1.東火宙軍
「…海の、匂いだ」
すぐそこに海を臨む港町、横浜。
春の日差しが海を暖める麗らかな日に、藍沢真は一人巨大なターミナルに立ち尽くしていた。
周りの人々は皆一様に黒い軍服に身を包み、忙しなくターミナルを行き来している。
真に目をくれる者などなかった。
(こんなに広いのに、案内板一つないなんて)
思わず溜息をつく。
なにせここーー東火宙軍横浜本部は、宙軍の核である司令部から宇宙船の開発施設、さらには精鋭である“Novas”の待機所まで揃った、日本有数の広大な宙軍基地なのである。
暇な者などあるわけもなし、立ち止まっているのは真と同じように右往左往する新入隊員だけだった。
三月上旬に行われた試験、真に東火宙軍Novas第九班への配属通達が届いたのは一週間前のことだった。

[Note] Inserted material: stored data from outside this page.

// Copyright (c) Microsoft Corporation.
// Licensed under the MIT License.

//! Re-aggregates interval snapshots into rolling summaries.
//!
//! A [`StatsCollector`] consumes the [`IntervalSnapshot`]s a breaker emits
//! (directly or via an [`Observer`][crate::Observer]) and maintains three
//! independently bounded rolling aggregations: success latencies, cumulative
//! call counters, and a short health window with call and error rates. None
//! of this feeds back into breaker decisions; it exists for dashboards and
//! operational reporting.

use std::collections::{HashMap, VecDeque};
use std::time::Duration;

use crate::breaker::{OPEN_CIRCUIT_FAULT, TIMEOUT_FAULT};
use crate::error::FaultName;
use crate::interval::IntervalSnapshot;
use crate::state::State;

/// Window lengths for [`StatsCollector`], counted in intervals.
#[derive(Debug, Clone)]
pub struct StatsOptions {
    /// Intervals retained for latency statistics.
    pub times_length: usize,
    /// Intervals retained for the cumulative counters.
    pub counts_length: usize,
    /// Intervals retained for the health summary.
    pub health_length: usize,
}

impl Default for StatsOptions {
    fn default() -> Self {
        Self {
            times_length: 60,
            counts_length: 120,
            health_length: 10,
        }
    }
}

/// Latency statistics over the retained intervals.
#[derive(Debug, Clone, PartialEq, Eq)]
pub struct LatencySummary {
    /// Arithmetic mean.
    pub mean: Duration,
    /// Median (50th percentile).
    pub median: Duration,
    /// 90th percentile.
    pub p90: Duration,
    /// 99th percentile.
    pub p99: Duration,
}

/// Cumulative call counters over the retained intervals.
#[derive(Debug, Clone, Default, PartialEq, Eq)]
pub struct CountsSummary {
    /// Calls that reached admission.
    pub total: u64,
    /// Calls that completed without a fault.
    pub success: u64,
    /// Calls that ended in any fault.
    pub total_faults: u64,
    /// Fault tallies keyed by fault name.
    pub faults: HashMap<FaultName, u64>,
}

/// Health overview over the most recent intervals.
#[derive(Debug, Clone, PartialEq)]
pub struct HealthSummary {
    /// Calls that reached admission.
    pub total: u64,
    /// Calls that completed without a fault.
    pub success: u64,
    /// Calls that ended in any fault.
    pub total_faults: u64,
    /// Calls that timed out.
    pub timeouts: u64,
    /// Calls short-circuited by an open circuit.
    pub rejected: u64,
    /// Faults that are neither timeouts nor rejections.
    pub other_faults: u64,
    /// Fault tallies keyed by fault name.
    pub faults: HashMap<FaultName, u64>,
    /// Calls per second over the health window.
    pub call_rate: f64,
    /// Fraction of calls that ended in any fault.
    pub error_rate: f64,
    /// In-flight calls at the newest snapshot.
    pub active: u32,
    /// Queued calls at the newest snapshot.
    pub queued: usize,
    /// Circuit state at the newest snapshot.
    pub state: State,
}

/// The combined output of [`StatsCollector::summary`].
#[derive(Debug, Clone, PartialEq)]
pub struct Summary {
    /// Latency statistics.
    pub times: LatencySummary,
    /// Cumulative counters.
    pub counts: CountsSummary,
    /// Health overview.
    pub health: HealthSummary,
}

/// Rolling aggregation of interval snapshots.
#[derive(Debug)]
pub struct StatsCollector {
    options: StatsOptions,
    latencies: VecDeque<Vec<Duration>>,
    counters: VecDeque<IntervalSnapshot>,
    counters_sum: CountsSummary,
    healths: VecDeque<IntervalSnapshot>,
    healths_sum: CountsSummary,
}

impl Default for StatsCollector {
    fn default() -> Self {
        Self::new(StatsOptions::default())
    }
}

impl StatsCollector {
    /// Creates a collector with the given window lengths.
    #[must_use]
    pub fn new(options: StatsOptions) -> Self {
        Self {
            options,
            latencies: VecDeque::new(),
            counters: VecDeque::new(),
            counters_sum: CountsSummary::default(),
            healths: VecDeque::new(),
            healths_sum: CountsSummary::default(),
        }
    }

    /// Feeds one interval snapshot into every aggregation.
    pub fn record(&mut self, snapshot: &IntervalSnapshot) {
        self.latencies.push_back(snapshot.latencies.clone());
        while self.latencies.len() > self.options.times_length {
            self.latencies.pop_front();
        }

        add(&mut self.counters_sum, snapshot);
        self.counters.push_back(snapshot.clone());
        while self.counters.len() > self.options.counts_length {
            if let Some(evicted) = self.counters.pop_front() {
                subtract(&mut self.counters_sum, &evicted);
            }
        }

        add(&mut self.healths_sum, snapshot);
        self.healths.push_back(snapshot.clone());
        while self.healths.len() > self.options.health_length {
            if let Some(evicted) = self.healths.pop_front() {
                subtract(&mut self.healths_sum, &evicted);
            }
        }
    }

    /// The current rolling summary, or `None` before the first snapshot.
    #[must_use]
    pub fn summary(&self) -> Option<Summary> {
        let newest = self.healths.back()?;
        let oldest = self.healths.front()?;

        let timeouts = self.healths_sum.faults.get(TIMEOUT_FAULT).copied().unwrap_or(0);
        let rejected = self.healths_sum.faults.get(OPEN_CIRCUIT_FAULT).copied().unwrap_or(0);
        let window = newest
            .end
            .duration_since(oldest.start)
            .unwrap_or(Duration::ZERO)
            .as_secs_f64();

        #[expect(clippy::cast_precision_loss, reason = "Counter magnitudes are nowhere near 2^52")]
        let health = HealthSummary {
            total: self.healths_sum.total,
            success: self.healths_sum.success,
            total_faults: self.healths_sum.total_faults,
            timeouts,
            rejected,
            other_faults: self.healths_sum.total_faults - timeouts - rejected,
            faults: self.healths_sum.faults.clone(),
            call_rate: if window > 0.0 {
                self.healths_sum.total as f64 / window
            } else {
                0.0
            },
            error_rate: if self.healths_sum.total > 0 {
                self.healths_sum.total_faults as f64 / self.healths_sum.total as f64
            } else {
                0.0
            },
            active: newest.active,
            queued: newest.queued,
            state: newest.state,
        };

        Some(Summary {
            times: self.latency_summary(),
            counts: self.counters_sum.clone(),
            health,
        })
    }

    fn latency_summary(&self) -> LatencySummary {
        let mut samples: Vec<Duration> = self.latencies.iter().flatten().copied().collect();
        samples.sort_unstable();

        if samples.is_empty() {
            return LatencySummary {
                mean: Duration::ZERO,
                median: Duration::ZERO,
                p90: Duration::ZERO,
                p99: Duration::ZERO,
            };
        }

        let sum: Duration = samples.iter().sum();
        let mean = sum / u32::try_from(samples.len()).unwrap_or(u32::MAX);

        LatencySummary {
            mean,
            median: percentile(&samples, 50),
            p90: percentile(&samples, 90),
            p99: percentile(&samples, 99),
        }
    }
}

/// Nearest-rank percentile over sorted samples.
fn percentile(sorted: &[Duration], pct: u32) -> Duration {
    let rank = (usize::try_from(pct).unwrap_or(100) * sorted.len()).div_ceil(100);
    sorted[rank.saturating_sub(1).min(sorted.len() - 1)]
}

fn add(sum: &mut CountsSummary, snapshot: &IntervalSnapshot) {
    sum.total += u64::from(snapshot.total);
    sum.success += u64::from(snapshot.success);
    sum.total_faults += u64::from(snapshot.total_faults);
    for (name, count) in &snapshot.faults {
        *sum.faults.entry(name.clone()).or_insert(0) += u64::from(*count);
    }
}

fn subtract(sum: &mut CountsSummary, snapshot: &IntervalSnapshot) {
    sum.total -= u64::from(snapshot.total);
    sum.success -= u64::from(snapshot.success);
    sum.total_faults -= u64::from(snapshot.total_faults);
    for (name, count) in &snapshot.faults {
        if let Some(entry) = sum.faults.get_mut(name) {
            *entry -= u64::from(*count);
            if *entry == 0 {
                sum.faults.remove(name);
            }
        }
    }
}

そして自分のコード入りの軍服を初めて目にしたのは昨日。
せめてもう少し早く届けられないものだろうか。
心の準備ができない。
だって、誰しもが一度は憧れる東火宙軍なのだ。
日本宙軍の中でも最も優秀な部隊。
その中でもNovasと言えば、日本最高峰の隊員が集う、言わばエリート集団である。
そんな東火の、しかもNovasへの配属。舞い上がらない者がいるだろうか。
「あの、すみません」
「悪いがもうすぐフライトなんだ。他の奴に聞いてくれないか」
先刻からこの繰り返しだ。
溜息が漏れるのも致し方ないだろう。
目的地に着くのはいつになることやら。
東火の任務は大きく分けて二つ。
一つは未知の惑星の探索だ。
二〇五四年に光速航行技術が探査機に持ち込まれて以来、世界は専ら惑星開拓の話で持ち切りだった。東火の前身である東火宇宙船開発機構も、惑星開拓のために立ち上げられた組織だ。
だがそれもほんの十年と少しの間だけの話。
間もなく加えられたのが、二つ目の任務、戦闘。
二〇六八年に開幕した第三次世界大戦、主とされた戦場は宇宙だった。
その戦いは長きに渡り、十年経った今でさえ決着はつけられていない。
日本は現状高い技術力が功を奏し、戦況を有利に運んでいる。だが、犠牲がないわけでもない。
二ヶ月に一度は小編隊がやられて帰ってくる。
しかし戦場が宇宙であるゆえ、市井の人々には戦時下であるという自覚は薄い。
犠牲になる可能性があると知りながらも、宙軍への入隊希望者は後を絶たないのだ。
『東火宙軍Novas第二班、ターミナル・ワンへ』
頭上でアナウンスが流れる。
どうやら小編隊が戦場へ飛ぶらしい。
第三次世界大戦の引き金となったのは、国籍不詳の戦闘機による某国の宇宙ステーション襲来だった。
その事件以前、各国には地上から三十八万四千四百キローーおおよそ地球から月までと同じ距離であるーーの範囲で宙域が定められていた。
問題の戦闘機はその宙域を侵害・襲撃したのだ。
大騒ぎになったのは言うまでもないが、さらにその戦闘機の仕様が各国を混乱に陥らせた。
戦闘機の翼に規定である国の識別徽章がなかったから。
その事件が封切りとなって始まった第三次世界大戦。
どの国も手を組むことなく、互いに宇宙を駆け回り、争う。
小国の大半は既に白旗を上げた。
日本の技術者の熱量は凄まじかった。
時は来た、今こそ日本の技術の力を、と最新戦闘機の開発を急ぎ、兵の足を作り上げたのだ。
その戦闘機たるや、最速かつ攻撃力にも長けていて、つまり世界最強だった。
そんな戦闘機を格好よく乗り回す宙軍に、戦場を知らない子供たちが憧れないわけもなかった。
真もまた、その一人である。
(まずい、時間が)
見上げた時計に示された時刻は指定の三分前を指している。
かと言って場所が分からなければ急ぎようもない。
憧れの勤務先に初日から遅刻など、笑えない。
(とりあえず、手当り次第に探すしかない)
真は時計から視線を正面へ戻し、目の前の渡り廊下へと駆け出した。
正面を向いて突き進めば、大抵のことはどうにかなるだろう。大雑把に見えて、案外誠実。
それが、藍沢真がこれまでに学んだ生き方であった。
東火宙軍Novasにはモットーが掲げられている。
『目の前に未知ある限り、嚆矢となれ。』
宇宙船開発機構時代から残されてきた言葉。
宇宙に夢馳せ入隊する少年少女たちは、この言葉を背負い、戦闘機に乗り込むのだ。
しかし彼らは、まだ本当の使命を知らない。
全てを覚ったNovasがプラネット・ナインへ飛び立つまで、あと数ヶ月。